Hace un par de meses la Congregación para la Educación Católica publicó una Instrucción que aborda la necesidad de una mayor conciencia y coherencia de la identidad de las instituciones educativas católicas. Hoy, que tanto se habla se la cultura del encuentro, de tender puentes y de buscar consensos, el documento nos recuerda que no podemos construir una auténtica cultura del diálogo si no tenemos identidad.
En nuestro caso se trata de la referencia a la concepción cristiana de la realidad. Una identidad que, como señala la Instrucción, debe ser mostrada y demostrada, es decir, debe hacerse visible, susceptible de ser encontrada, y debe ser actitud consciente. Forma parte de esta identidad el afirmar y proponer el valor sagrado de la vida humana desde su inicio hasta su término, la justicia en la distribución de recursos sanitarios, la no discriminación ni el descarte de quien está en una situación de mayor fragilidad y vulnerabilidad.
Este anuncio es particularmente urgente en el momento presente: opciones que antes eran rechazadas por un sentido moral compartido, llegan a ser no sólo socialmente respetables sino propuestas como lo que realmente debe ser (aborto, eutanasia, ideología de género).
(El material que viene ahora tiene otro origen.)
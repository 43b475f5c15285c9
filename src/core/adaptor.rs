// This module defines the IrAdaptor trait, the bridge between the symbolizer and any
// LLVM-like SSA intermediate representation. The translator never touches a concrete compiler
// API: it enumerates functions and globals, walks blocks and instructions, classifies operands,
// and inserts new instructions only through this trait. Associated types name the host's handles
// for values, blocks, functions and globals. Instructions and operands are decoded into the
// closed enumerations Instruction and Operand so the translator can dispatch with an exhaustive
// match. Builder methods insert at the position chosen with position_before. Module edits cover
// what the pass needs at setup: get-or-insert declarations of runtime functions, shadow globals
// with the original's linkage, and a startup routine registered in the run-before-main table.

//! IrAdaptor responsibilities.
//!
//! The adaptor is the glue between the symbolizer and the host's SSA IR. The
//! framework assumes:
//! - Each function has a single entry block with no merge nodes.
//! - Basic blocks contain a list of instructions ending with a terminator.
//! - Merge (phi) nodes are grouped at the start of their block.
//! - Pointers are opaque; loads, allocas and address computations carry the
//!   type they operate on.
//!
//! Handles returned by the query methods stay valid while instructions are
//! inserted, so the translator can snapshot a function before rewriting it.

use std::fmt::Debug;
use std::hash::Hash;

use super::error::SymbolizeResult;
use super::types::{BinaryOp, CastOp, IntPredicate, IrType, Linkage, Signature};

/// Target of a call instruction.
#[derive(Debug, Clone, PartialEq, Eq)]
pub enum Callee<V> {
    /// Call of a named function.
    Direct(String),
    /// Call through a function pointer.
    Indirect(V),
}

/// An address computation, either an instruction or a constant expression.
#[derive(Debug, Clone, PartialEq, Eq)]
pub struct Gep<V> {
    /// Type the first index strides over.
    pub source: IrType,
    pub base: V,
    pub indices: Vec<V>,
}

/// Decoded view of one instruction.
#[derive(Debug, Clone, PartialEq, Eq)]
pub enum Instruction<V, B> {
    Binary { op: BinaryOp, lhs: V, rhs: V },
    ICmp { predicate: IntPredicate, lhs: V, rhs: V },
    Select { condition: V, then_value: V, else_value: V },
    Ret { value: Option<V> },
    Br { condition: Option<V> },
    Call { callee: Callee<V>, args: Vec<V>, ret: IrType },
    /// `count` is absent for single-element allocations.
    Alloca { allocated: IrType, count: Option<V> },
    Load { ty: IrType, ptr: V },
    Store { value: V, ptr: V },
    GetElementPtr(Gep<V>),
    Cast { op: CastOp, value: V, from: IrType, to: IrType },
    Phi { ty: IrType, incoming: Vec<(V, B)> },
    /// Anything else, named by its opcode.
    Other { opcode: String },
}

impl<V, B> Instruction<V, B> {
    /// Short kind name used in statistics.
    pub fn kind(&self) -> &'static str {
        match self {
            Instruction::Binary { .. } => "binary",
            Instruction::ICmp { .. } => "icmp",
            Instruction::Select { .. } => "select",
            Instruction::Ret { .. } => "ret",
            Instruction::Br { .. } => "br",
            Instruction::Call { .. } => "call",
            Instruction::Alloca { .. } => "alloca",
            Instruction::Load { .. } => "load",
            Instruction::Store { .. } => "store",
            Instruction::GetElementPtr(_) => "getelementptr",
            Instruction::Cast { .. } => "cast",
            Instruction::Phi { .. } => "phi",
            Instruction::Other { .. } => "other",
        }
    }
}

/// Classification of a value used as an operand.
#[derive(Debug, Clone, PartialEq, Eq)]
pub enum Operand<V> {
    /// Result of an instruction in the current function.
    Instruction,
    /// Integer or boolean literal. `value` holds the low 64 bits.
    ConstInt { bits: u32, value: u64 },
    /// Function parameter at the given position.
    Param(u32),
    /// Constant address computation.
    Gep(Gep<V>),
    /// Constant reinterpretation of another value.
    BitCast { value: V, from: IrType, to: IrType },
    /// Address of a module-scope symbol.
    Global,
    NullPointer,
    /// Undef, poison, floating-point literals, aggregate constants, ...
    Other,
}

/// Bridge between an SSA IR and the symbolizer.
///
/// Query methods that take instructions or blocks refer to the function
/// selected with [`IrAdaptor::switch_func`].
pub trait IrAdaptor {
    type Value: Copy + Eq + Hash + Debug;
    type Block: Copy + Eq + Hash + Debug;
    type Func: Copy + Eq + Hash + Debug;
    type Global: Copy + Eq + Hash + Debug;

    /// Iterator over all functions in the module, declarations included.
    fn funcs(&self) -> Box<dyn Iterator<Item = Self::Func> + '_>;

    fn func_name(&self, func: Self::Func) -> String;

    /// Functions without a body.
    fn func_is_declaration(&self, func: Self::Func) -> bool;

    /// Iterator over the module-scope variables.
    fn globals(&self) -> Box<dyn Iterator<Item = Self::Global> + '_>;

    fn global_name(&self, global: Self::Global) -> String;

    /// Type of the storage behind a module-scope variable.
    fn global_value_type(&self, global: Self::Global) -> IrType;

    fn global_linkage(&self, global: Self::Global) -> Linkage;

    /// Width in bits of pointers in the module.
    fn pointer_bits(&self) -> u32;

    /// Distance in bytes between consecutive elements of type `ty`.
    fn type_alloc_size(&self, ty: &IrType) -> u64;

    /// Byte offset of field `index` in the struct type `ty`, packed or not.
    fn struct_field_offset(&self, ty: &IrType, index: usize) -> u64;

    /// Get or insert an external function declaration.
    fn declare_function(&mut self, name: &str, signature: &Signature) -> SymbolizeResult<Self::Func>;

    /// Add a zero-initialised, writable global with the linkage of `original`.
    fn add_shadow_global(
        &mut self,
        original: Self::Global,
        name: &str,
        ty: &IrType,
    ) -> SymbolizeResult<Self::Global>;

    /// Add an internal `void ()` function whose entry block holds only `ret void`.
    fn add_constructor(&mut self, name: &str) -> SymbolizeResult<Self::Func>;

    /// Append `func` to the module's run-before-main table.
    fn register_constructor(&mut self, func: Self::Func, priority: u32) -> SymbolizeResult<()>;

    /// Select the function later queries and insertions refer to.
    fn switch_func(&mut self, func: Self::Func) -> bool;

    /// Parameters of the current function, in order.
    fn params(&self) -> Box<dyn Iterator<Item = Self::Value> + '_>;

    /// Entry block of the current function.
    fn entry_block(&self) -> Self::Block;

    /// Iterator over blocks in the current function.
    ///
    /// ```ignore
    /// adaptor.switch_func(func);
    /// for block in adaptor.blocks() {
    ///     for inst in adaptor.block_insts(block) {
    ///         let _ = adaptor.instruction(inst).kind();
    ///     }
    /// }
    /// ```
    fn blocks(&self) -> Box<dyn Iterator<Item = Self::Block> + '_>;

    /// Iterator over instructions of the given block, terminator included.
    fn block_insts(&self, block: Self::Block) -> Box<dyn Iterator<Item = Self::Value> + '_>;

    fn block_terminator(&self, block: Self::Block) -> Option<Self::Value>;

    /// First instruction of the block that is not a merge node.
    fn first_non_phi(&self, block: Self::Block) -> Option<Self::Value>;

    /// Instruction following `inst` in its block.
    fn next_inst(&self, inst: Self::Value) -> Option<Self::Value>;

    fn value_type(&self, value: Self::Value) -> IrType;

    /// Printable description of a value for diagnostics.
    fn describe(&self, value: Self::Value) -> String;

    /// Classify a value used as an operand.
    fn operand(&self, value: Self::Value) -> Operand<Self::Value>;

    /// Decode an instruction of the current function.
    fn instruction(&self, inst: Self::Value) -> Instruction<Self::Value, Self::Block>;

    /// Insert subsequent instructions right before `inst`.
    fn position_before(&mut self, inst: Self::Value);

    /// Integer literal of the given width.
    fn const_int(&mut self, bits: u32, value: u64) -> Self::Value;

    /// Value denoting the address of a module-scope variable.
    fn global_address(&mut self, global: Self::Global) -> Self::Value;

    fn build_call(&mut self, callee: Self::Func, args: &[Self::Value]) -> SymbolizeResult<Self::Value>;

    fn build_cast(&mut self, op: CastOp, value: Self::Value, to: &IrType) -> SymbolizeResult<Self::Value>;

    fn build_select(
        &mut self,
        condition: Self::Value,
        then_value: Self::Value,
        else_value: Self::Value,
    ) -> SymbolizeResult<Self::Value>;

    /// Merge node without incoming edges.
    fn build_phi(&mut self, ty: &IrType) -> SymbolizeResult<Self::Value>;

    fn add_incoming(&mut self, phi: Self::Value, value: Self::Value, block: Self::Block);

    fn build_alloca(&mut self, ty: &IrType) -> SymbolizeResult<Self::Value>;

    fn build_load(&mut self, ty: &IrType, ptr: Self::Value) -> SymbolizeResult<Self::Value>;

    fn build_store(&mut self, value: Self::Value, ptr: Self::Value) -> SymbolizeResult<()>;

    /// Address of field `index` of the aggregate of type `ty` at `ptr`.
    fn build_struct_gep(&mut self, ty: &IrType, ptr: Self::Value, index: u32) -> SymbolizeResult<Self::Value>;
}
Súmese a esto una pluralidad de nuevos desarrollos científicos y tecnológicos (inteligencia artificial, edición genética, entre otros), la expansión de la ética utilitarista y de una visión transhumanista del ser humano para comprender que la situación es realmente dramática.
Las escuelas católicas han de contribuir de manera decidida a construir una cultura del cuidado
¿Tienen las comunidades eclesiales hoy en día una visión y dan un testimonio que esté a la altura de esta emergencia de la época presente?, se pregunta el Papa Francisco. Hace 27 años, Juan Pablo II, en una encíclica memorable nos recordaba que el Evangelio de la vida está en el centro mismo del mensaje de Jesús y nos lanzaba una “apremiante invitación para que, juntos, podamos ofrecer a este mundo nuestro nuevos signos de esperanza, trabajando para que aumenten la justicia y la solidaridad y se afiance una nueva cultura de la vida humana, para la edificación de una auténtica civilización de la verdad y del amor”.
Ante esta “metamorfosis no sólo cultural sino también antropológica que genera nuevos lenguajes y descarta, sin discernimiento, los paradigmas que la historia nos ha dado”, en palabras del Papa Francisco, la Instrucción vaticana subraya que las escuelas católicas constituyen un aporte muy valioso a la evangelización de la cultura y que han de contribuir de manera decidida a construir una cultura del cuidado, mucho más necesaria que nunca tras lo vivido (y lo que estamos viviendo) con el COVID-19.
Se ha llegado a decir que esta es la hora de la Bioética, pensamiento que comparto plenamente. Esto exige de la escuela católica una apuesta decidida por la Bioética, que ha de formar parte de manera inexcusable de esa sólida formación permanente y continua que debe ofrecerse (y exigirse) al profesorado que trabaja en ella. Como también obliga a desarrollar acciones formativas hacia fuera del propio centro, buscando sinergias y complicidades con otras entidades, eclesiales y no eclesiales.
Como subraya la Instrucción, el proyecto educativo de la escuela católica exige educadores competentes, convencidos y coherentes. Esto implica centrarse en la renovación y la puesta al día de las metodologías y pedagogías, claro que sí, pero obliga también a avanzar con paso firme en la formación espiritual, religiosa y ética de quienes trabajan en la escuela católica. Esta es una gran responsabilidad que no podemos obviar en este momento de encrucijada histórica, de cambio de época.